Truth is, Nobody on this side of a computer screen can honestly say if .004 is good enough or not on any particular engine. It is entirely possible,, no actually it is probable that shimming the squish to exactly even would NOT be the thing to do. How is that??? Because the machine work on your Indian engine only looks flat, and it only looks square. The facts are block isn't machined square, the crankcase isn't either. The head gasket only looks like it is flat meaning the same thickness all the way across. I have never seen a head that had a flat deck as shipped from India and after it has been torqued down they move around even more. I have never measured a used head gasket that was closer than .004 from being flat. Have you had the rod checked?? bet ya it isn't straight. What about the wrist pin bushing? was it installed and sized correctly? likely not. How many have ever bolted a cylinder head down on a known flat plate using the gasket intended for use and squashed some lead to see how even things are? This test can give a difference of .010 from side A to side B and the plan is to fix it by cocking the base around with half gaskets around so the assembled clearance distance is the same?? Jig or no before you shim the block around try changing over to a spare gasket and check again, the toatl distance will change as will the difference side to side. The GTG gaskets are much better in this respect. The pistons are usually right on and a person can take them out of the equation. The prim and proper route would be to re-machine the entire engine to tolerances that allow you to use .00?? whatever for your squish tolerance side to side. BUT as received from India trying for a .001 side to side squish is like applying rocket science to a rock boat, it dont work.
So what does a person do?
Think about it. If your parts are new or not worn the piston has .006-.010 clearance to the cylinder wall. I have already stated that the pistons are usually dependable, measure your pin heights if you have doubts. And you are going to use the wrist pin as a lever to cock it around in the bore and correct all the other problems??

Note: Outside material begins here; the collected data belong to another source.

//! Scoped subscriptions that unsubscribe on drop.

use crate::controller::TaskWatchdog;
use crate::entity::{TaskId, UserHandle};
use crate::error::TwdtResult;

impl TaskWatchdog {
    /// Subscribe a named user for as long as the returned guard lives.
    ///
    /// # Errors
    ///
    /// Same as [`add_user`](Self::add_user).
    pub fn subscribe_user(&self, name: &str) -> TwdtResult<UserSubscription<'_>> {
        let handle = self.add_user(name)?;
        Ok(UserSubscription {
            watchdog: self,
            handle,
        })
    }

    /// Subscribe the calling task for as long as the returned guard lives.
    ///
    /// # Errors
    ///
    /// Same as [`add`](Self::add).
    pub fn subscribe_current_task(&self) -> TwdtResult<TaskSubscription<'_>> {
        let task = self.platform().current_task();
        self.add(Some(task))?;
        Ok(TaskSubscription {
            watchdog: self,
            task,
        })
    }
}

/// A named user subscribed to a [`TaskWatchdog`]. Dropping it unsubscribes
/// the user.
#[derive(Debug)]
#[must_use = "the user is unsubscribed when the subscription is dropped"]
pub struct UserSubscription<'a> {
    watchdog: &'a TaskWatchdog,
    handle: UserHandle,
}

impl UserSubscription<'_> {
    /// Check in.
    ///
    /// # Errors
    ///
    /// Same as [`TaskWatchdog::reset_user`].
    pub fn feed(&self) -> TwdtResult<()> {
        self.watchdog.reset_user(self.handle)
    }

    /// Handle of the subscribed user.
    #[must_use]
    pub const fn handle(&self) -> UserHandle {
        self.handle
    }
}

impl Drop for UserSubscription<'_> {
    fn drop(&mut self) {
        if let Err(err) = self.watchdog.delete_user(self.handle) {
            tracing::error!(user = %self.handle, error = %err, "Failed to unsubscribe watchdog user");
        }
    }
}

/// A task subscribed to a [`TaskWatchdog`]. Dropping it unsubscribes the
/// task.
#[derive(Debug)]
#[must_use = "the task is unsubscribed when the subscription is dropped"]
pub struct TaskSubscription<'a> {
    watchdog: &'a TaskWatchdog,
    task: TaskId,
}

impl TaskSubscription<'_> {
    /// Check in on behalf of the subscribed task.
    ///
    /// # Errors
    ///
    /// Same as [`TaskWatchdog::reset`].
    pub fn feed(&self) -> TwdtResult<()> {
        self.watchdog.reset_task(self.task)
    }

    /// The subscribed task.
    #[must_use]
    pub const fn task(&self) -> TaskId {
        self.task
    }
}

impl Drop for TaskSubscription<'_> {
    fn drop(&mut self) {
        if let Err(err) = self.watchdog.delete(Some(self.task)) {
            tracing::error!(task = %self.task, error = %err, "Failed to unsubscribe watchdog task");
        }
    }
}
//! Ordered collection of watched entities and their check-in flags.

use crate::entity::Identity;
use crate::error::{TwdtError, TwdtResult};
use std::collections::BTreeMap;
use std::sync::Arc;

/// A watched entity.
#[derive(Debug, Clone)]
pub struct Entry {
    name: Arc<str>,
    has_reset: bool,
}

impl Entry {
    /// Name used in timeout reports.
    #[must_use]
    pub fn name(&self) -> &str {
        &self.name
    }

    /// Whether the entity checked in during the current period.
    #[must_use]
    pub const fn has_reset(&self) -> bool {
        self.has_reset
    }
}

/// Entities subscribed to the watchdog.
///
/// Each identity appears at most once. A new entry starts out as already
/// checked in, so subscribing never makes the current period fail by itself.
#[derive(Debug, Default, Clone)]
pub struct Registry {
    entries: BTreeMap<Identity, Entry>,
}

impl Registry {
    /// Empty registry.
    #[must_use]
    pub fn new() -> Self {
        Self::default()
    }

    /// Look up an entity.
    #[must_use]
    pub fn find(&self, id: Identity) -> Option<&Entry> {
        self.entries.get(&id)
    }

    /// Whether `id` is subscribed.
    #[must_use]
    pub fn contains(&self, id: Identity) -> bool {
        self.entries.contains_key(&id)
    }

    /// Subscribe `id`.
    ///
    /// # Errors
    ///
    /// Returns `InvalidArgument` if `id` is already subscribed; the registry
    /// is left unchanged.
    pub fn insert(&mut self, id: Identity, name: impl Into<Arc<str>>) -> TwdtResult<()> {
        if self.entries.contains_key(&id) {
            return Err(TwdtError::invalid_argument(format!(
                "{id} is already subscribed"
            )));
        }
        self.entries.insert(
            id,
            Entry {
                name: name.into(),
                has_reset: true,
            },
        );
        Ok(())
    }

    /// Unsubscribe `id`, returning its entry.
    ///
    /// # Errors
    ///
    /// Returns `InvalidArgument` if `id` is not subscribed.
    pub fn remove(&mut self, id: Identity) -> TwdtResult<Entry> {
        self.entries
            .remove(&id)
            .ok_or_else(|| TwdtError::invalid_argument(format!("{id} is not subscribed")))
    }

    /// Record a check-in from `id`.
    ///
    /// # Errors
    ///
    /// Returns `NotFound` if `id` is not subscribed.
    pub fn mark_reset(&mut self, id: Identity) -> TwdtResult<()> {
        let entry = self
            .entries
            .get_mut(&id)
            .ok_or_else(|| TwdtError::not_found(format!("{id} is not subscribed")))?;
        entry.has_reset = true;
        Ok(())
    }

    /// Whether every entity checked in. True for an empty registry.
    #[must_use]
    pub fn all_reset(&self) -> bool {
        self.entries.values().all(|entry| entry.has_reset)
    }

    /// Start a new period: every entity owes a check-in again.
    pub fn clear_reset_flags(&mut self) {
        for entry in self.entries.values_mut() {
            entry.has_reset = false;
        }
    }

    /// Entities that have not checked in, in report order.
    pub fn delinquent(&self) -> impl Iterator<Item = (Identity, &Entry)> {
        self.entries
            .iter()
            .filter(|(_, entry)| !entry.has_reset)
            .map(|(id, entry)| (*id, entry))
    }

    /// All entities in report order.
    pub fn iter(&self) -> impl Iterator<Item = (Identity, &Entry)> {
        self.entries.iter().map(|(id, entry)| (*id, entry))
    }

    /// Number of subscribed entities.
    #[must_use]
    pub fn len(&self) -> usize {
        self.entries.len()
    }

    /// Whether nothing is subscribed.
    #[must_use]
    pub fn is_empty(&self) -> bool {
        self.entries.is_empty()
    }
}
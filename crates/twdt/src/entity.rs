//! Identities of watched entities and CPU masks.

use serde::{Deserialize, Serialize};

/// Opaque identity of an OS task.
///
/// Platforms decide how task ids map onto their scheduler; the watchdog only
/// compares them for equality and ordering.
#[derive(Debug, Clone, Copy, PartialEq, Eq, PartialOrd, Ord, Hash, Serialize, Deserialize)]
pub struct TaskId(u64);

impl TaskId {
    /// Wrap a raw task id.
    #[must_use]
    pub const fn from_raw(raw: u64) -> Self {
        Self(raw)
    }

    /// The raw task id.
    #[must_use]
    pub const fn as_raw(self) -> u64 {
        self.0
    }
}

impl std::fmt::Display for TaskId {
    fn fmt(&self, f: &mut std::fmt::Formatter<'_>) -> std::fmt::Result {
        write!(f, "task#{}", self.0)
    }
}

/// Handle returned when a named user subscribes to the watchdog.
#[derive(Debug, Clone, Copy, PartialEq, Eq, PartialOrd, Ord, Hash)]
pub struct UserHandle(u64);

impl UserHandle {
    pub(crate) const fn new(raw: u64) -> Self {
        Self(raw)
    }

    /// The raw handle value.
    #[must_use]
    pub const fn as_raw(self) -> u64 {
        self.0
    }
}

impl std::fmt::Display for UserHandle {
    fn fmt(&self, f: &mut std::fmt::Formatter<'_>) -> std::fmt::Result {
        write!(f, "user#{}", self.0)
    }
}

/// Key of a watched entity: either a task or a named user.
///
/// Ordering places all tasks before all users, each ascending by id, which
/// is the order diagnostics are printed in.
#[derive(Debug, Clone, Copy, PartialEq, Eq, PartialOrd, Ord, Hash)]
pub enum Identity {
    /// An OS task.
    Task(TaskId),
    /// A named logical user.
    User(UserHandle),
}

impl std::fmt::Display for Identity {
    fn fmt(&self, f: &mut std::fmt::Formatter<'_>) -> std::fmt::Result {
        match self {
            Self::Task(task) => task.fmt(f),
            Self::User(user) => user.fmt(f),
        }
    }
}

/// Bitmask of CPU cores. Bit `n` stands for core `n`.
#[derive(Debug, Clone, Copy, PartialEq, Eq, Hash, Default, Serialize, Deserialize)]
#[serde(transparent)]
pub struct CoreMask(u32);

impl CoreMask {
    /// No cores.
    pub const EMPTY: Self = Self(0);

    /// Highest core count a mask can describe.
    pub const MAX_CORES: u32 = u32::BITS;

    /// Mask from raw bits.
    #[must_use]
    pub const fn from_bits(bits: u32) -> Self {
        Self(bits)
    }

    /// Mask containing only `core`; empty if `core` is out of range.
    #[must_use]
    pub fn single(core: u32) -> Self {
        Self(1u32.checked_shl(core).unwrap_or(0))
    }

    /// Mask containing cores `0..count`.
    #[must_use]
    pub fn all(count: u32) -> Self {
        match 1u32.checked_shl(count) {
            Some(bit) => Self(bit.wrapping_sub(1)),
            None => Self(u32::MAX),
        }
    }

    /// Raw bits.
    #[must_use]
    pub const fn bits(self) -> u32 {
        self.0
    }

    /// Whether no core is set.
    #[must_use]
    pub const fn is_empty(self) -> bool {
        self.0 == 0
    }

    /// Whether `core` is set.
    #[must_use]
    pub fn contains(self, core: u32) -> bool {
        !Self::single(core).is_empty() && self.0 & Self::single(core).0 != 0
    }

    /// Whether every core of `other` is also set in `self`.
    #[must_use]
    pub const fn is_superset_of(self, other: Self) -> bool {
        other.0 & !self.0 == 0
    }

    /// Set `core`.
    pub fn insert(&mut self, core: u32) {
        self.0 |= Self::single(core).0;
    }

    /// Clear `core`.
    pub fn remove(&mut self, core: u32) {
        self.0 &= !Self::single(core).0;
    }

    /// Cores set in either mask.
    #[must_use]
    pub const fn union(self, other: Self) -> Self {
        Self(self.0 | other.0)
    }

    /// Cores set in `self` but not in `other`.
    #[must_use]
    pub const fn difference(self, other: Self) -> Self {
        Self(self.0 & !other.0)
    }

    /// Number of cores set.
    #[must_use]
    pub const fn count(self) -> u32 {
        self.0.count_ones()
    }

    /// Iterate over the set cores in ascending order.
    pub fn iter(self) -> impl Iterator<Item = u32> {
        (0..Self::MAX_CORES).filter(move |core| self.contains(*core))
    }
}

impl std::fmt::Display for CoreMask {
    /// Formats as `0/1/3`, or `-` for an empty mask.
    fn fmt(&self, f: &mut std::fmt::Formatter<'_>) -> std::fmt::Result {
        if self.is_empty() {
            return f.write_str("-");
        }
        for (i, core) in self.iter().enumerate() {
            if i > 0 {
                f.write_str("/")?;
            }
            write!(f, "{core}")?;
        }
        Ok(())
    }
}

#[cfg(test)]
mod tests {
    use super::*;

    #[test]
    fn test_core_mask_bits() {
        assert_eq!(CoreMask::single(0).bits(), 0b1);
        assert_eq!(CoreMask::single(3).bits(), 0b1000);
        assert!(CoreMask::single(32).is_empty());
        assert_eq!(CoreMask::all(2).bits(), 0b11);
        assert_eq!(CoreMask::all(0), CoreMask::EMPTY);
        assert_eq!(CoreMask::all(32).bits(), u32::MAX);
        assert_eq!(CoreMask::all(40).bits(), u32::MAX);
    }

    #[test]
    fn test_core_mask_set_operations() {
        let mut mask = CoreMask::EMPTY;
        mask.insert(1);
        mask.insert(4);
        assert!(mask.contains(1));
        assert!(!mask.contains(0));
        assert!(!mask.contains(99));
        assert_eq!(mask.count(), 2);
        assert_eq!(mask.iter().collect::<Vec<_>>(), vec![1, 4]);

        mask.remove(1);
        assert_eq!(mask.bits(), 0b1_0000);

        let other = CoreMask::from_bits(0b1_0011);
        assert_eq!(mask.union(other).bits(), 0b1_0011);
        assert_eq!(other.difference(mask).bits(), 0b11);
        assert!(CoreMask::all(8).is_superset_of(other));
        assert!(!CoreMask::all(2).is_superset_of(other));
    }

    #[test]
    fn test_core_mask_display() {
        assert_eq!(CoreMask::EMPTY.to_string(), "-");
        assert_eq!(CoreMask::single(0).to_string(), "0");
        assert_eq!(CoreMask::from_bits(0b1011).to_string(), "0/1/3");
    }

    #[test]
    fn test_identity_ordering_puts_tasks_first() {
        let mut ids = [
            Identity::User(UserHandle::new(1)),
            Identity::Task(TaskId::from_raw(9)),
            Identity::Task(TaskId::from_raw(2)),
            Identity::User(UserHandle::new(0)),
        ];
        ids.sort();
        assert_eq!(
            ids,
            [
                Identity::Task(TaskId::from_raw(2)),
                Identity::Task(TaskId::from_raw(9)),
                Identity::User(UserHandle::new(0)),
                Identity::User(UserHandle::new(1)),
            ]
        );
        assert_eq!(ids[0].to_string(), "task#2");
        assert_eq!(ids[3].to_string(), "user#1");
    }
}
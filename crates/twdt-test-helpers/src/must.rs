//! Unwrap helpers with good error messages.
//!
//! These replace `unwrap()` and `expect()` in test code; `#[track_caller]`
//! points the panic at the test line rather than at this module.

use std::fmt::Debug;

/// Unwrap a `Result`, panicking with the error value.
///
/// ```rust
/// use twdt_test_helpers::must;
///
/// let value = must(Ok::<_, &str>(42));
/// assert_eq!(value, 42);
/// ```
///
/// # Panics
///
/// Panics if the result is `Err`.
#[track_caller]
pub fn must<T, E: Debug>(result: Result<T, E>) -> T {
    match result {
        Ok(v) => v,
        Err(e) => panic!("must: unexpected Err: {e:?}"),
    }
}

/// Unwrap an `Option`, panicking with `msg` if `None`.
///
/// # Panics
///
/// Panics if the option is `None`.
#[track_caller]
pub fn must_some<T>(option: Option<T>, msg: &str) -> T {
    match option {
        Some(v) => v,
        None => panic!("must_some: {msg}"),
    }
}

/// Unwrap a `Result` with a context message.
///
/// # Panics
///
/// Panics if the result is `Err`, with the context and error value.
#[track_caller]
pub fn must_with<T, E: Debug>(result: Result<T, E>, context: &str) -> T {
    match result {
        Ok(v) => v,
        Err(e) => panic!("must_with: {context}: {e:?}"),
    }
}

#[cfg(test)]
mod tests {
    use super::*;

    #[test]
    fn test_must_ok() {
        assert_eq!(must(Ok::<_, String>(7)), 7);
        assert_eq!(must_with(Ok::<_, String>("x"), "context"), "x");
        assert_eq!(must_some(Some(3), "present"), 3);
    }

    #[test]
    #[should_panic(expected = "must: unexpected Err")]
    fn test_must_err_panics() {
        let _ = must(Err::<(), _>("boom"));
    }

    #[test]
    #[should_panic(expected = "must_some: missing entry")]
    fn test_must_some_none_panics() {
        let _: i32 = must_some(None, "missing entry");
    }
}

Only the worst of the worst engines need things like half gaskets under the cylinder and you do not determine that need by measuring squish. What you do is assemble the short block without the head or piston rings or gaskets under the block. Spacers for the head bolts can be anything from hardwood to washers. it doesn't need torqued just snug so it doesn't move. While rotating the crankshaft I watch the rod for side to side movement. this requires a mirror and some patience. I usually do this prior to installing the cam or ider. If the rod doesn't go back and forth on the wrist pin then you should NOT be using half gaskets period. In lieu of remachining the block and crankcase half gaskets can be used to correct errors that cause the rod to move side to side as the piston travels up and down ONLY. Because of the other things mentioned above squish distance will very likely vary from side to side. Average it from side to side to come up with a figure. .040 one side and .050 the other would be .045. etc.